Copy exactly the lines of the data below that run from the line holding "the given width." through the line holding "options.insert(Options::ENABLE_TABLES);", both ends included.

==== Provided material

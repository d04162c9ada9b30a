//! Markdown rendering.
//!
//! Parses with pulldown-cmark and converts events to styled lines:
//! headings, emphasis, inline and fenced code (fenced blocks are
//! re-highlighted), lists with hanging indents, blockquotes, rules, and
//! tables. Link targets respect the hyperlink capability: enabled, the
//! span carries an OSC 8 target; disabled, the target is appended as
//! visible bracketed text.

use comfy_table::{ContentArrangement, Table};
use pulldown_cmark::{CodeBlockKind, Event, HeadingLevel, Options, Parser, Tag, TagEnd};
use unicode_width::UnicodeWidthStr;

use super::block::{Style, StyledLine, StyledSpan};
use super::code::Highlighter;
use super::wrap::{WrapOptions, wrap_styled_spans};
use crate::capability::CapabilityDecision;

/// Renders markdown text into styled lines at the given width.
pub fn render_markdown(
    text: &str,
    width: usize,
    decision: &CapabilityDecision,
    highlighter: &Highlighter,
) -> Vec<StyledLine> {
    if text.is_empty() {
        return vec![StyledLine::empty()];
    }

    let mut options = Options::empty();
    options.insert(Options::ENABLE_TABLES);
    options.insert(Options::ENABLE_STRIKETHROUGH);
    options.insert(Options::ENABLE_MATH);
    let parser = Parser::new_ext(text, options);

    let mut renderer = MarkdownRenderer::new(width, decision, highlighter);
    for event in parser {
        renderer.process_event(event);
    }
    renderer.finish()
}

/// Buffered table content rendered through comfy-table.
#[derive(Debug, Clone, Default)]
struct TableBuffer {
    header: Vec<String>,
    rows: Vec<Vec<String>>,
    current_row: Vec<String>,
    current_cell: String,
}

========

- Solution to this task
/// Renders markdown text into styled lines at the given width.
pub fn render_markdown(
    text: &str,
    width: usize,
    decision: &CapabilityDecision,
    highlighter: &Highlighter,
) -> Vec<StyledLine> {
    if text.is_empty() {
        return vec![StyledLine::empty()];
    }

    let mut options = Options::empty();
    options.insert(Options::ENABLE_TABLES);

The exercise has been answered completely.